Don't ask me how. I just knew.

* * *

_You may be wondering why I'm telling you all of this, dearest reader. Here's the answer: Will told me to write something. This is that something, a collection of memoirs._

_As I lay in my bed, I wonder: _is William going to come for me, like he said? I lasted longer than the bastard said I had to. William will have hell to pay if he does not.

_So what happened after my last sighting of Will?_

_After the last time I saw Will, I married Jem, who had pathed a career in law, and had two children with him, James and Lucie, after age ended my career. My two beautiful children grew up; Lucie became a doctor, and James became a engineer. They both married; they both had children.
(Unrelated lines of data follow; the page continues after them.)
use super::{
    AssessmentType, Category, CategoryId, OptionRule, OptionSymbol, Question, QuestionId,
    TaxonomyDefinition,
};

pub(crate) fn standard_definitions() -> Vec<TaxonomyDefinition> {
    vec![riasec(), disc(), learning_style()]
}

fn riasec() -> TaxonomyDefinition {
    // Each prompt offers one symbol per category, cycling through three symbol sets.
    const SETS: [&str; 3] = ["abcjkl", "defmno", "ghipqr"];
    const PROMPTS: [&str; 12] = [
        "Which weekend activity sounds most appealing?",
        "Which school project would you volunteer for first?",
        "Which after-school club would you join?",
        "Which summer job would you pick?",
        "Which task would you enjoy during a group assignment?",
        "Which kind of problem do you like solving?",
        "Which workplace would suit you best?",
        "Which skill would you most like to improve?",
        "Which compliment would you value most?",
        "Which subject do you look forward to?",
        "Which role would you take when organising an event?",
        "Which career headline would make you proudest?",
    ];

    TaxonomyDefinition {
        assessment_type: AssessmentType("riasec".to_string()),
        title: "Career interest profile (RIASEC)".to_string(),
        categories: vec![
            category("R", "Realistic"),
            category("I", "Investigative"),
            category("A", "Artistic"),
            category("S", "Social"),
            category("E", "Enterprising"),
            category("C", "Conventional"),
        ],
        options: vec![
            rule("adg", &["R"]),
            rule("beh", &["I"]),
            rule("cfi", &["A"]),
            rule("jmp", &["S"]),
            rule("knq", &["E"]),
            rule("lor", &["C"]),
        ]
        .into_iter()
        .flatten()
        .collect(),
        questions: PROMPTS
            .iter()
            .enumerate()
            .map(|(index, prompt)| question(index, prompt, SETS[index % SETS.len()]))
            .collect(),
    }
}

fn disc() -> TaxonomyDefinition {
    const PROMPTS: [&str; 8] = [
        "When a team project stalls, you usually...",
        "Friends would describe you as...",
        "Under a tight deadline you...",
        "In a disagreement you tend to...",
        "You feel most productive when...",
        "When starting something new you first...",
        "Feedback you appreciate most is...",
        "Your ideal study group is...",
    ];

    TaxonomyDefinition {
        assessment_type: AssessmentType("disc".to_string()),
        title: "Behavioural style (DISC)".to_string(),
        categories: vec![
            category("D", "Dominance"),
            category("I", "Influence"),
            category("S", "Steadiness"),
            category("C", "Conscientiousness"),
        ],
        options: vec![
            rule("a", &["D"]),
            rule("b", &["I"]),
            rule("c", &["S"]),
            rule("d", &["C"]),
        ]
        .into_iter()
        .flatten()
        .collect(),
        questions: PROMPTS
            .iter()
            .enumerate()
            .map(|(index, prompt)| question(index, prompt, "abcd"))
            .collect(),
    }
}

fn learning_style() -> TaxonomyDefinition {
    const PROMPTS: [(&str, &str); 8] = [
        ("To learn a new route you prefer...", "abcde"),
        ("Before an exam you revise by...", "abcd"),
        ("A new gadget arrives; you...", "abcde"),
        ("You remember a lecture best when...", "abcd"),
        ("To explain an idea to a friend you...", "abcde"),
        ("The most useful feedback format is...", "abcd"),
        ("When choosing a course you look at...", "abcd"),
        ("To master a recipe you...", "abcde"),
    ];

    TaxonomyDefinition {
        assessment_type: AssessmentType("learning-style".to_string()),
        title: "Learning preferences (VARK)".to_string(),
        categories: vec![
            category("V", "Visual"),
            category("A", "Aural"),
            category("R", "Read/Write"),
            category("K", "Kinesthetic"),
        ],
        options: vec![
            rule("a", &["V"]),
            rule("b", &["A"]),
            rule("c", &["R"]),
            rule("d", &["K"]),
            // Demonstration-style answers count as both seeing and doing.
            rule("e", &["V", "K"]),
        ]
        .into_iter()
        .flatten()
        .collect(),
        questions: PROMPTS
            .iter()
            .enumerate()
            .map(|(index, (prompt, offered))| question(index, prompt, offered))
            .collect(),
    }
}

fn category(id: &str, label: &str) -> Category {
    Category {
        id: CategoryId(id.to_string()),
        label: label.to_string(),
    }
}

fn rule(symbols: &str, categories: &[&str]) -> Vec<OptionRule> {
    symbols
        .chars()
        .map(|symbol| OptionRule {
            option: OptionSymbol(symbol),
            categories: categories
                .iter()
                .map(|id| CategoryId(id.to_string()))
                .collect(),
        })
        .collect()
}

fn question(index: usize, prompt: &str, offered: &str) -> Question {
    Question {
        id: QuestionId(format!("q{}", index + 1)),
        prompt: prompt.to_string(),
        options: offered.chars().map(OptionSymbol).collect(),
    }
}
Time progressed. I lived for Will._

_Jem died at age eighty-seven, five years ago. I had a happy life, and even if Will's death was a tragedy at the time, it created the Tessa I am now. I still think the name is too old, even if I am now old myself._

_Old enough to die._

_I can feel it coming, reader. And I welcome it. I'm ready to leave._

_Goodbye,_

_Theresa Gray_

* * *

As I laid in the bed, my breaths become more shallow, my daughter clasped my hand. Her eyes were watery, and I reached to wipe away a stray tear. Lucie was only sixty-six, still my baby in my eyes.

Lucie smiled fleetingly as I caught the tear. "I'll miss you, Mom."

"Don't," I rasped out. "Life is a book, and there are a thousand pages you have not read yet."

Lucie laughed, and her brother James chuckled in the corner. "You always talked in books, Mom," Lucie said.

"She has," James agreed.

I smiled. "I learned it from a friend."

Soon, my breathing was shallow enough to be mistaken for a sleeping woman's, and my eyes fluttered shut. A featherlight touch appeared on my cheek. "You ready to go, Tess?" The words tickled my ear, and I smiled.

"Hey, Will. I was wondering when you'd show up."

"You lived a year longer than I said you had to. I was expecting even longer." I could hear the smile in his voice.

"I wanted to beat you," I murmured.

Will chuckled, and I opened my eyes. "Of course you did, Tess."

His eyes were still the same dark hue, still young and vibrant. Still him.

"I thought you'd be different somehow," I thought aloud.

Energy started seeping back into my body, and I felt airless. "Why would I be different?"

"Just 'cause."

Will smiled and I smiled, too, because I was exhilerated at the feeling of being around Will again. I looked at my feet, and found myself standing in knee-length grass, a golden color. "Where are we?" I asked.

He smiled. "Heaven. I've been watching you guys from up here, just to let you know."

I twirled in a circle, smiling, the grass moving around my calves. I stopped abrutly. "Did I ever tell you I loved you?"

Will had his hands in his pockets, and was now staring at his toes like I had. "No, but I knew, once I'd gone."

I grinned, and held out my arm. "Well, let's go, Sydney Carton."

Will glanced up, looked at my outstreched arm, and then we were off running, teenagers again with no worries in the world.